L’edificazione del sistema privilegia l’approccio epistemico e quest’ultimo si declina sia dal punto di vista formale sia materiale. Formalmente si tratta del metodo trascendentale, mentre l’aspetto materiale si declina come l’indagine sulla causalità meccanica nell’ambito dell’organismo.

Dal punto di vista formale si parla di critica perché siamo di fronte alla critica della conoscenza illusoria, che va a mettere in luce ciò che veramente spiega e fonda la conoscenza. Dal punto di vista materiale critica è l’elaborazione di un modo per conoscere ciò che si esibisce in natura, è preoccupazione di chiarire la realtà che la natura mi offre, ciò che esiste.

L’approccio epistemico è prioritario perché corrisponde all’esigenza di scientificità: la critica degli intenti della ragione va a corrispondere all’esigenza di costruire una filosofia scientificamente attendibile. E Kant ci consegna entrambi gli esiti.

Il primo profilo di scientificità è quello meccanico: il mondo è la natura come insieme di fenomeni retti da un meccanicismo che si trova dentro la natura perché è la ragione che ve lo proietta.

Nietszche criticando Kant chiarisce l’aspetto teleologico per cui il mondo è logico perché noi lo abbiamo logicizzato: la ragione proietta nel mondo la razionalità. La natura non è meccanica di per sé, ma noi non possiamo concepirla se non come un insieme di leggi meccaniche.

La scientificità ha dunque come paradigma la fisica e nella prima critica parla lo spirito della scienza newtoniana: l’uomo costruisce il mondo come una macchina perché cerca di rispecchiare se stesso in esso.

Se questa è la scientificità che ha come paradigma la fisica newtoniana, Kant non si mostra però pienamente soddisfatto di tale modello e già a partire dal 1796 si va delineando sempre più la critica a tale visione meccanicistica, poiché il sodalizio fra matematica e fisica può spiegare gli accadimenti ma non giustifica completamente la molteplicità dei fenomeni relativi agli organismi viventi. Occorre pertanto superare il punto di vista meccanicistico verso una filosofia della natura dinamica.

Ecco ritornare la strategia funzionale, che permette di guardare alla vita dell’organismo come se vi presiedesse il disegno finalistico di un Ente superiore, ma non si tratta di una finalità esterna alla vita bensì sempre intrinseca.

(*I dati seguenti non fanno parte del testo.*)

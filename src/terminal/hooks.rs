//! Hook registry.
//!
//! Applications mark points in their output (for example shell prompt
//! boundaries) with `ESC P <name> ESC \`. The sequence prints nothing; if
//! `<name>` is registered, its fired flag is raised until drained.

use std::collections::HashMap;

use tracing::trace;

/// Names of interest and whether each fired since it was last checked.
#[derive(Debug, Clone, Default)]
pub struct HookRegistry {
    fired: HashMap<String, bool>,
}

impl HookRegistry {
    pub fn new() -> Self {
        Self::default()
    }

    /// Register interest in `names`, replacing any previous registrations.
    pub fn set_hooks<I, S>(&mut self, names: I)
    where
        I: IntoIterator<Item = S>,
        S: Into<String>,
    {
        self.fired = names.into_iter().map(|n| (n.into(), false)).collect();
    }

    /// Drain the fired flag for `name`.
    ///
    /// Returns `None` if `name` was never registered, otherwise whether it
    /// fired since the last call.
    pub fn hook(&mut self, name: &str) -> Option<bool> {
        self.fired.get_mut(name).map(std::mem::take)
    }

    pub fn is_registered(&self, name: &str) -> bool {
        self.fired.contains_key(name)
    }

    pub fn names(&self) -> impl Iterator<Item = &str> {
        self.fired.keys().map(String::as_str)
    }

    /// Record an occurrence of `name`. Unregistered names are ignored.
    pub(crate) fn fire(&mut self, name: &str) {
        match self.fired.get_mut(name) {
            Some(flag) => *flag = true,
            None => trace!(name = %name, "Ignoring unregistered hook"),
        }
    }
}

/// Build the byte sequence that fires hook `name`.
pub fn hook_sequence(name: &str) -> String {
    format!("\x1bP{}\x1b\\", name)
}
//! Screen resizing.
//!
//! The primary screen is reflowed: history and screen rows are joined
//! into logical lines, wrapped at the new width and split again between
//! history and screen, with the cursor following its logical position.
//! The alternate screen is only truncated or extended.

use tracing::debug;

use super::cursor::{to_logical, to_physical, LogicalPos};
use super::state::TermState;
use super::types::{Attrs, Cursor, CursorState, Glyph, Line};
use super::wrap::{join_lines, wrap_logical};

impl TermState {
    /// Resize to `cols` x `rows`. Zero dimensions are clamped to 1.
    pub fn resize(&mut self, cols: usize, rows: usize) {
        let cols = cols.max(1);
        let rows = rows.max(1);
        if cols == self.cols && rows == self.rows {
            return;
        }
        debug!(
            from_cols = self.cols,
            from_rows = self.rows,
            cols,
            rows,
            alt = self.is_alt(),
            "Resizing terminal"
        );

        if self.is_alt() {
            self.cursor = resize_grid(&mut self.alternate, cols, rows, self.cursor);
            let parked = self.primary_cursor.unwrap_or_default();
            self.primary_cursor = Some(self.reflow_primary(cols, rows, parked));
        } else {
            self.cursor = self.reflow_primary(cols, rows, self.cursor);
        }

        self.cols = cols;
        self.rows = rows;
        self.scroll_top = 0;
        self.scroll_bottom = rows - 1;
        if let Some(saved) = self.saved.as_mut() {
            saved.cursor.x = saved.cursor.x.min(cols - 1);
            saved.cursor.y = saved.cursor.y.min(rows - 1);
        }
        self.clamp_cursor();
    }

    /// Reflow history and the primary screen to the new size and return
    /// where `cursor` ends up.
    fn reflow_primary(&mut self, cols: usize, rows: usize, cursor: Cursor) -> Cursor {
        let history_starts = self.history.logical_starts();
        let mut old = self.history.take();
        let history_len = old.len();

        // Screen rows below both the content and the cursor carry nothing.
        let cursor_row = cursor.y.min(self.primary.len().saturating_sub(1));
        let keep = self
            .primary
            .iter()
            .rposition(|line| !line.is_blank())
            .map_or(cursor_row, |last| last.max(cursor_row))
            + 1;
        old.extend(self.primary.drain(..).take(keep));

        let old_cursor = Cursor {
            y: cursor_row + history_len,
            ..cursor
        };
        let logical = join_lines(&old);
        let pos = to_logical(&old, &old_cursor).unwrap_or(LogicalPos {
            line: logical.len().saturating_sub(1),
            offset: 0,
        });

        // Lines that started in history stay there, unless the cursor is on
        // them.
        let owned = history_starts.min(pos.line);
        let mut history = Vec::new();
        let mut screen = Vec::new();
        for (i, line) in logical.iter().enumerate() {
            let min_len = if i == pos.line { pos.offset } else { 0 };
            let rows = wrap_logical(line, cols, min_len);
            if i < owned {
                history.extend(rows);
            } else {
                screen.extend(rows);
            }
        }

        let screen_pos = LogicalPos {
            line: pos.line - owned,
            offset: pos.offset,
        };
        let mut placed = to_physical(&screen, screen_pos, cols).unwrap_or_default();
        placed.state |= cursor.state & CursorState::HIDDEN;

        if screen.len() > rows {
            let overflow = screen.len() - rows;
            history.extend(screen.drain(..overflow));
            placed.y = placed.y.saturating_sub(overflow);
        }
        screen.resize(rows, Line::blank(cols));

        self.history.replace(history);
        self.primary = screen;
        placed
    }
}

/// Truncate or extend every line of `lines` to `cols` and the grid to
/// `rows`, returning the clamped cursor. Rows are dropped from the top when
/// the cursor would otherwise fall off the bottom.
fn resize_grid(lines: &mut Vec<Line>, cols: usize, rows: usize, mut cursor: Cursor) -> Cursor {
    if cursor.y >= rows {
        let excess = cursor.y + 1 - rows;
        lines.drain(..excess.min(lines.len()));
        cursor.y -= excess;
    }
    lines.truncate(rows);

    for line in lines.iter_mut() {
        let wrapped = line.is_wrapped();
        for glyph in line.iter_mut() {
            glyph.attrs.remove(Attrs::WRAP);
        }
        line.resize(cols, Glyph::default());
        if let Some(last) = line.last_mut() {
            if last.attrs.contains(Attrs::WIDE) {
                // The spacer half was cut off.
                *last = Glyph::default();
            }
            if wrapped {
                last.attrs.insert(Attrs::WRAP);
            }
        }
    }
    lines.resize(rows, Line::blank(cols));

    cursor.x = cursor.x.min(cols - 1);
    cursor.state.remove(CursorState::WRAP_NEXT);
    cursor
}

Nell’organismo si può cogliere una causalità tipica dell’agire di un’intelligenza che muove verso un fine di cui possiede il concetto, e nel caso della vita organizzata tale fine può essere concepito solo come interno al vivente. Nella Critica del Giudizio questa finalità interna è esemplificata con il desiderio e nella natura ciò si traduce in finalità intrinseca, ossia la natura stessa si organizza perseguendo un fine interno ad essa.

Si tratta di un grosso guadagno. Abbiamo un’immagine che richiama in un certo modo la physis greca, poiché la natura è una natura generante e la genesi di prodotti non può essere spiegata solo con la causalità meccanica, ma bisogna ammettere l’esistenza di un impulso formativo, molla che dall’interno fa scattare il desiderio verso finalità successive. La natura è e deve essere ancora spiegata meccanicamente perché è l’unica immagine del mondo esatta dal punto di vista del paradigma scientifico, ma non è più una spiegazione soddisfacente dal punto di vista della ricerca di senso ed emerge pertanto la necessità di ammettere un impianto analogo a quello del desiderio nell’uomo.

Ecco il guadagno della Critica del Giudizio, che riesce nell’intento di tenere insieme necessità e libertà, e porta definitivamente a compimento la realizzazione del criticismo.